Я увидел, что молодежь (молодежь внушала мне наибольшие колебания) с каждым романсом подпадала под мое настроение и я, как говорят французы, ее «держал».

О поколениях более ранних и говорить нечего. Я видел, как дамы украдкой вытирали навернувшиеся слезы, видел, как супруги, давно перешагнувшие через серебряную свадьбу, обменивались нежными взглядами – отзвук далеких воспоминаний, несомненно, приятных, способных взволновать даже и теперь немолодую, остывшую кровь… Нет, концерт удался!

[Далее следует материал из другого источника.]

//! `InstallErrorCause(O, options)`.

use log::trace;

use core_types::{JsError, JsObject, PropertyDescriptor, Value};

/// Copy `options.cause` onto `target` as a hidden own property.
///
/// Only an object `options` with an own `cause` has any effect; every
/// other shape is a silent no-op.
pub fn install_error_cause(target: &JsObject, options: &Value) -> Result<(), JsError> {
    let Some(cause) = options.as_object().and_then(|o| o.get_own_property("cause")) else {
        return Ok(());
    };

    trace!("installing cause {:?}", cause.value);
    target.define_property_or_throw("cause", PropertyDescriptor::non_enumerable(cause.value))
}
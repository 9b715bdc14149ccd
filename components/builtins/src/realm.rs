//! Realms and their intrinsic objects.

use std::fmt;
use std::rc::Rc;

use core_types::{ErrorKind, JsError, JsObject};

use crate::error::ErrorConstructor;
use crate::prototype::PrototypeResolver;

/// The intrinsic objects of a realm.
pub struct Intrinsics {
    object_prototype: JsObject,
    function_prototype: JsObject,
    error: Rc<ErrorConstructor>,
    eval_error: Rc<ErrorConstructor>,
    range_error: Rc<ErrorConstructor>,
    reference_error: Rc<ErrorConstructor>,
    syntax_error: Rc<ErrorConstructor>,
    type_error: Rc<ErrorConstructor>,
    uri_error: Rc<ErrorConstructor>,
}

impl Intrinsics {
    /// %Object.prototype%
    pub fn object_prototype(&self) -> &JsObject {
        &self.object_prototype
    }

    /// %Function.prototype%
    pub fn function_prototype(&self) -> &JsObject {
        &self.function_prototype
    }

    /// The constructor for `kind`, e.g. %TypeError%
    pub fn error_constructor(&self, kind: ErrorKind) -> &Rc<ErrorConstructor> {
        match kind {
            ErrorKind::Error => &self.error,
            ErrorKind::EvalError => &self.eval_error,
            ErrorKind::RangeError => &self.range_error,
            ErrorKind::ReferenceError => &self.reference_error,
            ErrorKind::SyntaxError => &self.syntax_error,
            ErrorKind::TypeError => &self.type_error,
            ErrorKind::URIError => &self.uri_error,
        }
    }

    /// The prototype for `kind`, e.g. %TypeError.prototype%
    pub fn error_prototype(&self, kind: ErrorKind) -> JsObject {
        self.error_constructor(kind).prototype_object().clone()
    }
}

impl fmt::Debug for Intrinsics {
    fn fmt(&self, f: &mut fmt::Formatter<'_>) -> fmt::Result {
        f.debug_struct("Intrinsics")
            .field("object_prototype", &self.object_prototype)
            .field("function_prototype", &self.function_prototype)
            .finish_non_exhaustive()
    }
}

/// A realm: one global environment's worth of intrinsics.
#[derive(Debug)]
pub struct Realm {
    intrinsics: Intrinsics,
}

impl Realm {
    /// Create the intrinsics.
    ///
    /// `Error` hangs off `Function.prototype` and `Object.prototype`; every
    /// native error constructor inherits from `Error`, and its prototype
    /// from `Error.prototype`.
    ///
    /// Each constructor and its prototype reference each other, so the
    /// intrinsics of a realm are never freed. Create one realm per global
    /// environment and construct every error through it:
    ///
    /// ```
    /// use builtins::{Agent, ErrorKind, Value};
    ///
    /// let mut agent = Agent::new().unwrap();
    /// let ctor = agent.error_constructor(ErrorKind::Error);
    /// for i in 0..100 {
    ///     let error = ctor.construct(&mut agent, &[Value::Smi(i)]).unwrap();
    ///     assert!(error.prototype().unwrap().ptr_eq(ctor.prototype_object()));
    /// }
    /// ```
    pub fn new() -> Result<Self, JsError> {
        let object_prototype = JsObject::ordinary(None);
        let function_prototype = JsObject::function(Some(object_prototype.clone()));

        let error = Rc::new(ErrorConstructor::new(
            ErrorKind::Error,
            &function_prototype,
            &object_prototype,
            default_prototype(ErrorKind::Error),
        )?);

        let native = |kind: ErrorKind| -> Result<Rc<ErrorConstructor>, JsError> {
            let constructor = ErrorConstructor::new(
                kind,
                error.function_object(),
                error.prototype_object(),
                default_prototype(kind),
            )?;
            Ok(Rc::new(constructor))
        };

        let intrinsics = Intrinsics {
            eval_error: native(ErrorKind::EvalError)?,
            range_error: native(ErrorKind::RangeError)?,
            reference_error: native(ErrorKind::ReferenceError)?,
            syntax_error: native(ErrorKind::SyntaxError)?,
            type_error: native(ErrorKind::TypeError)?,
            uri_error: native(ErrorKind::URIError)?,
            error: error.clone(),
            object_prototype,
            function_prototype,
        };
        Ok(Realm { intrinsics })
    }

    /// The realm's intrinsics
    pub fn intrinsics(&self) -> &Intrinsics {
        &self.intrinsics
    }
}

fn default_prototype(kind: ErrorKind) -> PrototypeResolver {
    Rc::new(move |intrinsics: &Intrinsics| intrinsics.error_prototype(kind))
}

Русский Париж оказал мне трогательный прием. Никогда не забуду этого внимания, этой ласки и этих вызовов, таких длительных, то затихавших, то вновь разраставшихся!..

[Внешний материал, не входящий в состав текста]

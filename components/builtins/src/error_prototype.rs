//! Error.prototype and the native error prototypes.

use core_types::{ErrorKind, JsError, JsObject, PropertyDescriptor, Value};

use crate::host::StringCoercion;

/// Error.prototype methods
pub struct ErrorPrototype;

impl ErrorPrototype {
    /// Build the prototype object for `kind`.
    ///
    /// Installs `constructor`, `name` and an empty `message`, all writable,
    /// non-enumerable and configurable. `parent` is `Object.prototype` for
    /// `Error` and `Error.prototype` for the native kinds.
    pub fn create(kind: ErrorKind, constructor: &JsObject, parent: &JsObject) -> Result<JsObject, JsError> {
        let prototype = JsObject::ordinary(Some(parent.clone()));
        prototype.define_property_or_throw(
            "constructor",
            PropertyDescriptor::non_enumerable(Value::Object(constructor.clone())),
        )?;
        prototype.define_property_or_throw("name", PropertyDescriptor::non_enumerable(Value::string(kind.name())))?;
        prototype.define_property_or_throw("message", PropertyDescriptor::non_enumerable(Value::string("")))?;
        Ok(prototype)
    }

    /// Error.prototype.toString()
    ///
    /// `name` defaults to `"Error"` and `message` to `""`; either part is
    /// dropped when empty.
    pub fn to_string<C>(coercion: &mut C, this: &Value) -> Result<Value, JsError>
    where
        C: StringCoercion + ?Sized,
    {
        let Value::Object(object) = this else {
            return Err(JsError::type_error(
                "Error.prototype.toString called on non-object",
            ));
        };

        let name = match object.get("name") {
            Value::Undefined => "Error".to_string(),
            other => coercion.to_string_coercion(&other)?,
        };
        let message = match object.get("message") {
            Value::Undefined => String::new(),
            other => coercion.to_string_coercion(&other)?,
        };

        let rendered = if name.is_empty() {
            message
        } else if message.is_empty() {
            name
        } else {
            format!("{}: {}", name, message)
        };
        Ok(Value::String(rendered))
    }
}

Много старых моих друзей встретил я на моем концерте, и то, что не забыли они меня и пришли, было для меня великой отрадой.

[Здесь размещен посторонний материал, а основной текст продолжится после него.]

//! Prototype resolution for built-in constructors.
//!
//! Construction is a two-stage factory: resolve the prototype from
//! `new_target` (falling back to a realm default), then allocate against
//! it.

use std::rc::Rc;

use core_types::{JsObject, Value};

use crate::realm::Intrinsics;

/// Picks the fallback prototype for a constructor out of the realm's
/// intrinsics.
pub type PrototypeResolver = Rc<dyn Fn(&Intrinsics) -> JsObject>;

/// Creates the blank instance once its prototype is known.
pub type Allocator = fn(JsObject) -> JsObject;

/// `GetPrototypeFromConstructor(constructor, intrinsicDefaultProto)`.
///
/// Uses `new_target`'s own `prototype` when it is an object. Anything
/// else (a non-object `new_target`, a missing or primitive `prototype`)
/// silently selects the default. Never fails.
pub fn get_prototype_from_constructor(
    new_target: &Value,
    intrinsics: &Intrinsics,
    default_prototype: &PrototypeResolver,
) -> JsObject {
    let explicit = new_target
        .as_object()
        .and_then(|constructor| constructor.get_own_property("prototype"))
        .and_then(|desc| desc.value.as_object().cloned());

    match explicit {
        Some(prototype) => prototype,
        None => default_prototype(intrinsics),
    }
}

/// `OrdinaryCreateFromConstructor(constructor, intrinsicDefaultProto)`.
pub fn ordinary_create_from_constructor(
    new_target: &Value,
    intrinsics: &Intrinsics,
    default_prototype: &PrototypeResolver,
    allocate: Allocator,
) -> JsObject {
    let prototype = get_prototype_from_constructor(new_target, intrinsics, default_prototype);
    allocate(prototype)
}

Говоря о моих парижских друзьях, не могу не вспомнить милого, вечно юного и веселого Б. С. Мирского. Это один из тех редких, в особенности в нашей эмиграции, людей, которые умеют соединять в себе самые разнородные качества и таланты, оставаясь неизменно «просто людьми». Ученый, публицист, видный общественный и политический деятель, постоянный сотрудник «Последних новостей», Мирский – приятный собутыльник, остроумный собеседник и хороший товарищ. И, как оказывается, умеет писать не только прозою серьезные статьи и книги, но и стихами шуточные экспромты. Вот один из них, который я храню в своей копилке сувениров:

Юрочке

Поседел слегка Морфесси,

Но по-прежнему румян.

Мил и публике и прессе

Наш талантливый Баян.

Лейтмотив цыганских песен,

Без сомнения, – любовь.

Оттого напев Морфессин

Дамам всем волнует кровь.

В песнях ткет Морфесси Юрий

Из волшебных чар узор.

И вздыхает много гурий

По Морфесси до сих пор.

Пусть растет в своем прогрессе

Здесь певцов цыганских рой;

Но один из них – Морфесси,

Всеми признанный герой.

Знали Юру наши веси:

И Москва, и Петроград.

Мудрено ли, что Морфесси

И Париж узнать был рад.

И в Париже, как в Одессе,

Пыл свой юный сохраня,

К числу друзей я отношу и труппу лилипутов во главе со знаменитым Андрюшею Ратушевым, этим крохотным человеком больших, разносторонних талантов, и еще моим верным мажордомом петербургского периода – Николаем Суриным.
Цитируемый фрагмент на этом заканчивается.